A eficiência do runtime é uma preocupação de primeira ordem tanto para a equipe de engenharia quanto para o negócio, impactando o desempenho da aplicação e a UX (Experiência do Usuário), bem como o custo da infraestrutura. Para melhorar o tempo de inicialização, o throughput (vazão) ou o consumo de memória (memory footprint), as equipes frequentemente se envolvem em tentativa e erro demorados — experimentação manual e conjuntos de flags sob medida que produzem ganhos específicos para a aplicação e o ambiente, exigindo retrabalho contínuo à medida que as versões e o tráfego mudam. Esse esforço não é eficiente nem escalável, nem produz necessariamente resultados ideais.

A boa notícia é que os recentes avanços em Java e Spring tornam melhorias significativas mais acessíveis. A compilação Ahead-of-Time (AOT), o Class Data Sharing (CDS) ou seu sucessor (o JVM AOT Cache), juntamente com virtual threads (threads virtuais) e native image (imagem nativa), estão amplamente disponíveis e são fáceis de habilitar em aplicações Spring Boot. Em particular, o Spring AOT e o CDS/JVM AOT Cache são fortes candidatos para defaults em todo o portfólio.

No entanto, a realização do benefício total dessas melhorias em produção depende da paridade build/run (construção/execução); quaisquer incompatibilidades — ordem do classpath, perfis ativos, variáveis de ambiente, interações com banco de dados — podem corroer a eficácia. O Cloud Foundry fornece essa paridade por design, e o Tanzu Java Buildpack embutido no Elastic Runtime automatiza o restante. Ele deriva configurações com consciência do ambiente da aplicação (perfis, variáveis de ambiente, serviços conectados) e as aplica consistentemente no staging (preparação) e no runtime, habilitando o Spring AOT e realizando a execução de treinamento necessária para o CDS (Java 21) ou o JVM AOT Cache (Java 25) — sem alterações no código da aplicação e sem ajuste de flags JVM.

Em benchmarks internos e implantações iniciais de clientes no Java 21, as organizações observaram uma redução de até 20% no consumo de memória e uma inicialização até 2x mais rápida, com resultados ainda mais fortes no Java 25. Em termos operacionais, isso se traduz em instâncias menores, maior densidade, scale-out (expansão) mais rápido e planejamento de capacidade mais claro — melhorando o alcance do SLO (Service Level Objective) enquanto reduz os gastos. Como o Elastic Runtime e o Java Buildpack aplicam essas otimizações consistentemente em todos os ambientes, os ganhos são previsíveis e repetíveis na escala do portfólio, transformando o ajuste one-off em uma capacidade durável da plataforma.

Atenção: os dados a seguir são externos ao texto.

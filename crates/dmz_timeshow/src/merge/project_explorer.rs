use std::collections::HashSet;

use dmz_archive::Container;
use dmz_tree::{Attribute, Document, TreeNode};
use uuid::Uuid;

use crate::access::{file_name, load_required, parse_id, store_tree, PROJECT_EXPLORER};
use crate::error::{NotFoundError, Result};
use crate::merge::report::{MergeEvent, MergeReport};
use crate::types::Timeshow;

const CUELISTS: &str = "Cuelists";
const TIMECODE_SHOWS: &str = "TimecodeShows";
const FILES: &str = "Files";

/// Branch of the project explorer whose `ID` attribute is `id`
fn branch_mut<'a>(document: &'a mut Document, id: &str, file: &str) -> Result<&'a mut TreeNode> {
    let is_branch = |node: &TreeNode| {
        node.is("Branch")
            && node
                .attribute("ID")
                .is_some_and(|a| a.value.eq_ignore_ascii_case(id))
    };

    Ok(document
        .root
        .find_node_mut_by(&is_branch)
        .ok_or_else(|| NotFoundError::Node {
            file: file.to_owned(),
            node: format!("Branch {id}"),
        })?)
}

fn node_count(branch: &TreeNode) -> usize {
    branch.children_named("Node").count()
}

fn entry(id: &str, index: usize) -> TreeNode {
    TreeNode::item("Node")
        .with_attribute(Attribute::primitive("ID", "String", id))
        .with_attribute(Attribute::primitive("Index", "Int32", index))
}

/// Register scene lists, the show itself and its resource files in the project explorer
pub(crate) fn update(
    container: &mut Container,
    timeshow: &Timeshow,
    report: &mut MergeReport,
) -> Result<()> {
    let (path, mut document) = load_required(container, PROJECT_EXPLORER)?;

    let cuelists = branch_mut(&mut document, CUELISTS, &path)?;
    let present = cuelists
        .children_named("Node")
        .filter_map(|node| parse_id(node.attribute_value("ID")))
        .collect::<HashSet<Uuid>>();
    let mut index = node_count(cuelists);
    for scene_list in &timeshow.scene_lists {
        let id = scene_list.id.to_string();
        if present.contains(&scene_list.id) {
            report.push(MergeEvent::NodeSkipped {
                branch: CUELISTS.into(),
                id,
            });
            continue;
        }

        cuelists.push_child(entry(&id, index));
        report.push(MergeEvent::NodeAppended {
            branch: CUELISTS.into(),
            id,
            index,
        });
        index += 1;
    }

    let shows = branch_mut(&mut document, TIMECODE_SHOWS, &path)?;
    let index = node_count(shows);
    let mut node = timeshow.project_explorer.clone();
    node.set_attribute_value("Index", index);
    shows.push_child(node);
    report.push(MergeEvent::NodeAppended {
        branch: TIMECODE_SHOWS.into(),
        id: timeshow.id.to_string(),
        index,
    });

    let files = branch_mut(&mut document, FILES, &path)?;
    let mut present = files
        .children_named("Node")
        .filter_map(|node| node.attribute_value("ID"))
        .map(|id| id.trim().to_ascii_lowercase())
        .collect::<HashSet<String>>();
    let mut index = node_count(files);
    for file in &timeshow.files {
        let id = file_name(file.name());
        if !present.insert(id.to_ascii_lowercase()) {
            report.push(MergeEvent::NodeSkipped {
                branch: FILES.into(),
                id: id.to_owned(),
            });
            continue;
        }

        files.push_child(entry(id, index));
        report.push(MergeEvent::NodeAppended {
            branch: FILES.into(),
            id: id.to_owned(),
            index,
        });
        index += 1;
    }

    store_tree(container, &path, &document)
}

A Plataforma Favorita do Spring é o Tanzu

Spring e Cloud Foundry há muito tempo se complementam, e os aprimoramentos recentes no Tanzu Platform reforçam ainda mais esse relacionamento. Capacidades como upgrades automatizados, serviços de AI integrados, conformidade orientada por políticas e otimizações de desempenho habilitadas por buildpack refletem uma plataforma moldada por anos de alinhamento com workloads Spring e refinada para as realidades que as equipes enfrentam hoje.

Operacionalmente, as organizações se beneficiam da redução do esforço no gerenciamento de infraestrutura, upgrades e aplicação de políticas, permitindo que as equipes se concentrem mais na entrega de recursos de aplicação e valor de negócio. Os desenvolvedores trabalham em um ambiente confiável com comportamento consistente em todas as etapas, enquanto os operadores ganham governança e gerenciamento do ciclo de vida mais claros sem adicionar complexidade operacional.

Para as organizações que investem em Spring hoje, a decisão não é mais apenas sobre onde as aplicações podem rodar, mas sobre qual plataforma melhor suporta as demandas mais amplas que agora as cercam — modernização, adoção de AI, governança e eficiência de runtime. Nesse cenário, o Tanzu Platform se destaca não apenas por sua capacidade de executar aplicações Spring, mas pela maneira como ajuda as equipes a navegar por essas demandas com muito menos atrito. Ele reúne essas capacidades de forma coesa, refletindo sua evolução compartilhada com o Spring, oferecendo uma plataforma que acompanha as pressões atuais e está pronta para o que virá a seguir no Java e no Spring.